Avid learners:
As promised: part 2 on electrophysiology. The emphasis here will be modes of pacing and what they mean. Please note, I am not an electrophysiologist,
so if anything here is wrong, please respond ALL.
This topic may require multiple reads, and I encourage you to seek out other sources.
Please take this POD with a grain of salt.
Electrophysiology super-fellowships recently were extended to 2 years because this is a complicated topic.
We will focus on what the EP provider needs to know.
Typically a pacing mode is described in letters. For simplicity sake, we will stick to the old fashioned 3 letters.
A typical appearance is VVI [OO]. Most pacemakers will be reported with an omission of IV and V and will be just be the first 3 letters out of 5, in this case VVI.
Position 1 is what is Paced
Position 2 is what is Sensed
Position 3 is what is the action of the device.
Position 4 is rate modulation
Position 5 is for atrial, ventricular, or both pacing
For this case (VVI), the ventricle is paced. The ventricle is also sensed, and if the pacemaker senses a ventricular beat, the pacemaker’s delivered beat will be inhibited. So: if the rate of the pacemaker is set to 50 bpm, and the ventricle is beating at 60 bpm without pacing, every sensed beat actually inhibits the pacemaker from firing. However, if the ventricular rate all of sudden drops to 25, there are half the beats to sense, and the pacemaker will then start pacing.

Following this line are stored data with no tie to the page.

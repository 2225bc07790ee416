pub mod assertions;
pub mod logging;
pub mod recorder;
pub mod wait;

pub use logging::init_logger;
pub use recorder::{Received, Recorder};
pub use test_pair::TestPair;
pub use wait::{wait_until, DEFAULT_WAIT};
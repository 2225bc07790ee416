use std::{
    io::{self, Read, Write},
    net::{Shutdown, SocketAddr, TcpStream},
    sync::{
        atomic::{AtomicBool, Ordering},
        Arc, Mutex,
    },
    time::{Duration, Instant},
};

use log::{debug, warn};
use mio::{Events, Interest, Poll, Token};

use crate::{sync::LockExt, ConnectionConfig, Packet, PacketCodec};

use super::{decoder::Decoder, encoder::Encoder, error::ConnectionError};

const SOCKET: Token = Token(0);

/// One direction of the socket, with its own readiness source
struct Half {
    stream: mio::net::TcpStream,
    poll: Poll,
    events: Events,
    interest: Interest,
}

impl Half {
    fn new(stream: &TcpStream, interest: Interest) -> io::Result<Self> {
        let mut stream = mio::net::TcpStream::from_std(stream.try_clone()?);
        let poll = Poll::new()?;
        poll.registry().register(&mut stream, SOCKET, interest)?;
        Ok(Self {
            stream,
            poll,
            events: Events::with_capacity(4),
            interest,
        })
    }

    /// Blocks until the socket reports readiness in this direction or
    /// `timeout` passes. Re-registering first reports readiness that is
    /// already there.
    fn wait(&mut self, timeout: Duration) -> io::Result<()> {
        self.poll
            .registry()
            .reregister(&mut self.stream, SOCKET, self.interest)?;
        match self.poll.poll(&mut self.events, Some(timeout)) {
            Err(error) if error.kind() == io::ErrorKind::Interrupted => Ok(()),
            result => result,
        }
    }
}

struct Incoming {
    half: Half,
    decoder: Decoder,
    scratch: Vec<u8>,
    end_of_stream: bool,
}

/// Owns one TCP socket and the framing state of both directions.
///
/// The socket runs in non-blocking mode: [`poll`](Connection::poll) only
/// drains what the OS already has, and [`send`](Connection::send) waits for
/// writable readiness on backpressure, up to `send_timeout`. Reads and
/// writes are guarded separately, so a handler can reply on the connection
/// it was dispatched from.
pub struct Connection {
    peer_addr: SocketAddr,
    local_addr: SocketAddr,
    incoming: Mutex<Incoming>,
    outgoing: Mutex<Half>,
    control: TcpStream,
    closed: AtomicBool,
    encoder: Encoder,
    codec: Arc<dyn PacketCodec>,
    config: ConnectionConfig,
}

impl Connection {
    /// Takes over a connected stream
    pub fn open(
        stream: TcpStream,
        config: &ConnectionConfig,
        codec: Arc<dyn PacketCodec>,
    ) -> Result<Self, ConnectionError> {
        let peer_addr = stream.peer_addr().map_err(|e| ConnectionError::io(&e))?;
        let local_addr = stream.local_addr().map_err(|e| ConnectionError::io(&e))?;
        stream
            .set_nodelay(true)
            .map_err(|e| ConnectionError::io(&e))?;
        stream
            .set_nonblocking(true)
            .map_err(|e| ConnectionError::io(&e))?;
        let reader = Half::new(&stream, Interest::READABLE).map_err(|e| ConnectionError::io(&e))?;
        let writer = Half::new(&stream, Interest::WRITABLE).map_err(|e| ConnectionError::io(&e))?;

        Ok(Self {
            peer_addr,
            local_addr,
            incoming: Mutex::new(Incoming {
                half: reader,
                decoder: Decoder::new(config.max_frame_len),
                scratch: vec![0; config.read_chunk_len.max(1)],
                end_of_stream: false,
            }),
            outgoing: Mutex::new(writer),
            control: stream,
            closed: AtomicBool::new(false),
            encoder: Encoder::new(config.max_frame_len),
            codec,
            config: config.clone(),
        })
    }

    pub fn peer_addr(&self) -> SocketAddr {
        self.peer_addr
    }

    pub fn local_addr(&self) -> SocketAddr {
        self.local_addr
    }

    pub fn is_closed(&self) -> bool {
        self.closed.load(Ordering::SeqCst)
    }

    /// Returns whether a whole packet is buffered and ready to be read.
    ///
    /// Never waits for data. When the peer has closed its side, the
    /// connection closes itself once every buffered packet was read.
    pub fn poll(&self) -> Result<bool, ConnectionError> {
        if self.is_closed() {
            return Ok(false);
        }

        let mut incoming = self.incoming.lock_or_recover();
        self.fill(&mut incoming)?;

        match incoming.decoder.has_frame() {
            Ok(true) => Ok(true),
            Ok(false) => {
                if incoming.end_of_stream {
                    drop(incoming);
                    debug!("peer {} closed the connection", self.peer_addr);
                    self.close();
                }
                Ok(false)
            }
            Err(source) => {
                drop(incoming);
                self.close();
                Err(ConnectionError::CorruptStream {
                    addr: self.peer_addr,
                    source,
                })
            }
        }
    }

    /// Reads one packet, waiting for the rest of it if only part of the
    /// frame has arrived. Call after [`poll`](Connection::poll) returned
    /// true to never wait.
    pub fn read_packet(&self) -> Result<Packet, ConnectionError> {
        let mut incoming = self.incoming.lock_or_recover();
        loop {
            match incoming.decoder.next_frame() {
                Ok(Some(body)) => {
                    drop(incoming);
                    return self.codec.decode(&body).map_err(|source| {
                        self.close();
                        ConnectionError::CorruptStream {
                            addr: self.peer_addr,
                            source,
                        }
                    });
                }
                Ok(None) => {}
                Err(source) => {
                    drop(incoming);
                    self.close();
                    return Err(ConnectionError::CorruptStream {
                        addr: self.peer_addr,
                        source,
                    });
                }
            }

            if self.is_closed() || incoming.end_of_stream {
                drop(incoming);
                self.close();
                return Err(ConnectionError::Closed {
                    addr: self.peer_addr,
                });
            }

            let before = incoming.decoder.buffered_len();
            self.fill(&mut incoming)?;
            if incoming.decoder.buffered_len() == before && !incoming.end_of_stream {
                incoming
                    .half
                    .wait(self.config.retry_interval)
                    .map_err(|error| ConnectionError::from_stream_io(self.peer_addr, &error))?;
            }
        }
    }

    /// Encodes, frames and writes a packet
    pub fn send(&self, packet: &Packet) -> Result<(), ConnectionError> {
        if self.is_closed() {
            return Err(ConnectionError::Closed {
                addr: self.peer_addr,
            });
        }

        let body = self.codec.encode(packet).map_err(ConnectionError::Encode)?;
        let frame = self.encoder.encode(&body).map_err(ConnectionError::Encode)?;

        let deadline = Instant::now() + self.config.send_timeout;
        let mut outgoing = self.outgoing.lock_or_recover();
        let mut written = 0;
        while written < frame.len() {
            if self.is_closed() {
                return Err(ConnectionError::Closed {
                    addr: self.peer_addr,
                });
            }
            let result = (&outgoing.stream).write(&frame[written..]);
            match result {
                Ok(0) => {
                    drop(outgoing);
                    self.close();
                    return Err(ConnectionError::ConnectionBroken {
                        addr: self.peer_addr,
                    });
                }
                Ok(count) => written += count,
                Err(error) if error.kind() == io::ErrorKind::WouldBlock => {
                    let now = Instant::now();
                    if now >= deadline {
                        drop(outgoing);
                        warn!(
                            "peer {} stopped reading, closing after {:?}",
                            self.peer_addr, self.config.send_timeout
                        );
                        self.close();
                        return Err(ConnectionError::ConnectionBroken {
                            addr: self.peer_addr,
                        });
                    }
                    if let Err(error) = outgoing.wait(deadline - now) {
                        let error = ConnectionError::from_stream_io(self.peer_addr, &error);
                        drop(outgoing);
                        self.close();
                        return Err(error);
                    }
                }
                Err(error) if error.kind() == io::ErrorKind::Interrupted => {}
                Err(error) => {
                    let error = ConnectionError::from_stream_io(self.peer_addr, &error);
                    if error.is_broken() {
                        drop(outgoing);
                        self.close();
                    }
                    return Err(error);
                }
            }
        }

        Ok(())
    }

    /// Closes the connection. Closing twice is a no-op.
    pub fn close(&self) {
        if self.closed.swap(true, Ordering::SeqCst) {
            return;
        }
        // the peer may already be gone
        let _ = self.control.shutdown(Shutdown::Both);
    }

    /// Drains readable bytes into the decoder until the socket runs dry, the
    /// peer closes, or a whole frame is buffered
    fn fill(&self, incoming: &mut Incoming) -> Result<(), ConnectionError> {
        let Incoming {
            half,
            decoder,
            scratch,
            end_of_stream,
        } = incoming;

        while !*end_of_stream {
            match decoder.has_frame() {
                Ok(true) | Err(_) => return Ok(()),
                Ok(false) => {}
            }
            match (&half.stream).read(scratch) {
                Ok(0) => *end_of_stream = true,
                Ok(count) => decoder.extend(&scratch[..count]),
                Err(error) if error.kind() == io::ErrorKind::WouldBlock => return Ok(()),
                Err(error) if error.kind() == io::ErrorKind::Interrupted => {}
                Err(error) => {
                    if self.is_closed() {
                        // shut down locally while reading
                        *end_of_stream = true;
                        return Ok(());
                    }
                    let error = ConnectionError::from_stream_io(self.peer_addr, &error);
                    if error.is_broken() {
                        self.close();
                    }
                    return Err(error);
                }
            }
        }

        Ok(())
    }
}
pub mod helpers;

pub use helpers::*;
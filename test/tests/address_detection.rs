use std::net::{IpAddr, Ipv4Addr};

use idnet_shared::{Node, NodeKind, Packet};
use idnet_test::{init_logger, Recorder, TestPair, DEFAULT_WAIT};

#[test]
fn handler_sees_sender_address() {
    init_logger();
    let pair = TestPair::new();
    let recorder = Recorder::new();
    recorder.register(&pair.server_engine, 30);

    let clients = pair.connect_clients(1);
    let local = clients[0].local_addr().expect("connected client has a local address");
    clients[0]
        .send_packet(&Packet::new_reserved(30, Vec::new()))
        .expect("send");

    assert!(recorder.wait_for(1, DEFAULT_WAIT));
    let sender_addr = recorder.received()[0]
        .sender_addr
        .expect("remote clients know their peer");
    assert_eq!(sender_addr.ip(), IpAddr::V4(Ipv4Addr::LOCALHOST));
    assert_eq!(sender_addr.port(), local.port());
}

#[test]
fn client_sees_server_address() {
    init_logger();
    let pair = TestPair::new();
    let recorder = Recorder::new();
    recorder.register(&pair.client_engine, 31);

    let clients = pair.connect_clients(1);
    assert_eq!(clients[0].remote_address(), Ok(pair.addr));

    pair.server
        .send_packet(&Packet::new_reserved(31, Vec::new()))
        .expect("broadcast");

    assert!(recorder.wait_for(1, DEFAULT_WAIT));
    let received = &recorder.received()[0];
    assert_eq!(received.sender_kind, NodeKind::Client);
    assert_eq!(received.sender_addr, Some(pair.addr));
}

#[test]
fn server_address_is_its_bound_address() {
    init_logger();
    let pair = TestPair::new();

    assert_eq!(pair.server.remote_address(), Ok(pair.addr));
    assert_eq!(pair.server.local_addr(), Some(pair.addr));
    assert_eq!(pair.addr.ip(), IpAddr::V4(Ipv4Addr::LOCALHOST));
}

#[test]
fn remote_client_addresses_match_client_sockets() {
    init_logger();
    let pair = TestPair::new();
    let clients = pair.connect_clients(2);

    let mut client_ports: Vec<u16> = clients
        .iter()
        .filter_map(|client| client.local_addr())
        .map(|addr| addr.port())
        .collect();
    let mut remote_ports: Vec<u16> = pair
        .server
        .clients()
        .iter()
        .filter_map(|remote| remote.remote_address().ok())
        .map(|addr| addr.port())
        .collect();
    client_ports.sort_unstable();
    remote_ports.sort_unstable();

    assert_eq!(client_ports, remote_ports);
}
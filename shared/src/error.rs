use thiserror::Error;

use crate::{CodecError, ConnectionError, PacketId, PacketIdError};

/// Every error the engine can report, either to a caller or through the
/// error handlers
#[derive(Debug, Clone, PartialEq, Eq, Error)]
pub enum NetError {
    /// Connection error
    #[error("Connection error: {0}")]
    Connection(#[from] ConnectionError),

    /// Packet id error
    #[error("Packet id error: {0}")]
    PacketId(#[from] PacketIdError),

    /// Codec error
    #[error("Codec error: {0}")]
    Codec(#[from] CodecError),

    /// A packet handler reported a failure
    #[error("Handler for packet {packet_id} failed: {message}")]
    Handler { packet_id: PacketId, message: String },

    /// A packet handler panicked; the dispatch loop caught it
    #[error("Handler for packet {packet_id} panicked: {message}")]
    HandlerPanicked { packet_id: PacketId, message: String },
}

impl NetError {
    /// Convenience constructor for handlers reporting their own failures
    pub fn handler(packet_id: PacketId, message: impl Into<String>) -> Self {
        NetError::Handler {
            packet_id,
            message: message.into(),
        }
    }

    /// Whether the connection this error came from can no longer be used
    pub fn is_broken(&self) -> bool {
        matches!(self, NetError::Connection(error) if error.is_broken())
    }
}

In short, for patients with an old school unipolar lead in the RV (VVI), if the ventricle does not beat faster than the programmed rate, the transvenous pacer will depolarize the RV. As I mentioned in my previous POD (Electrophysiology 101), this is why we see a LBBB morphology.
Here is a key:
reproduced from above source.
As per my review of the literature; the most confusing thing about pacing schema is the 3rd position:
If a pacemaker is in DDD mode (most common mode), it will pace both chambers (if necessary) AND senses both chambers. So, if the atria does not spontaneously fire at the programmed rate, it will trigger an electrode signal causing pacing the atria; and subsequently, it will do the same for the ventricle. If an atrial depolarization occurs spontaneously, it will ensure there is a subsequent atrial beat. In short, DDD mode automatically senses which chamber(s) is/are not firing and makes them contract in synchrony.
If a pacemaker is in DDI mode, “AV synchrony is provided only when the atrial chamber is paced.” Basically, this means the if the atrial chamber is not being paced because it is depolarizing on its own, the pacemaker will not depolarize the ventricle(s). But, if the atrial chamber needs to be paced, it will also subsequently pace the ventricle.
As mentioned previously in my POD, Cardiac Synchronization Therapy (CRT) expands the pacing to both ventricles in an attempt to improve cardiac output in the setting of reduced ejection fraction.
By far the most important mode of pacing that we utilize emergently in the ED is VOO. In this mode we just overdrive pace the ventricle. Typically these are patients with bradycardia and/or hypotension/AMS. Occasionally, you may see intermittent asystolic events due to profound heart block. Both of these patients need to have transvenous pacing until electrophysiology can place a permanent pacemaker. You can let them figure out the mode that best suits them.
Penultimate final point for patients with a pacemaker who come in unstable: if you a put a magnet on the pacemaker it will default the pacemaker to AOO, VOO, or DOO (all overdrive pacing). No response to this means dead battery or lead displacement, which means they need a revision.
Final point: as I mentioned in my last POD on electrophysiology, putting a magnet on a pacemaker is substantially different than putting a magnet on an AICD.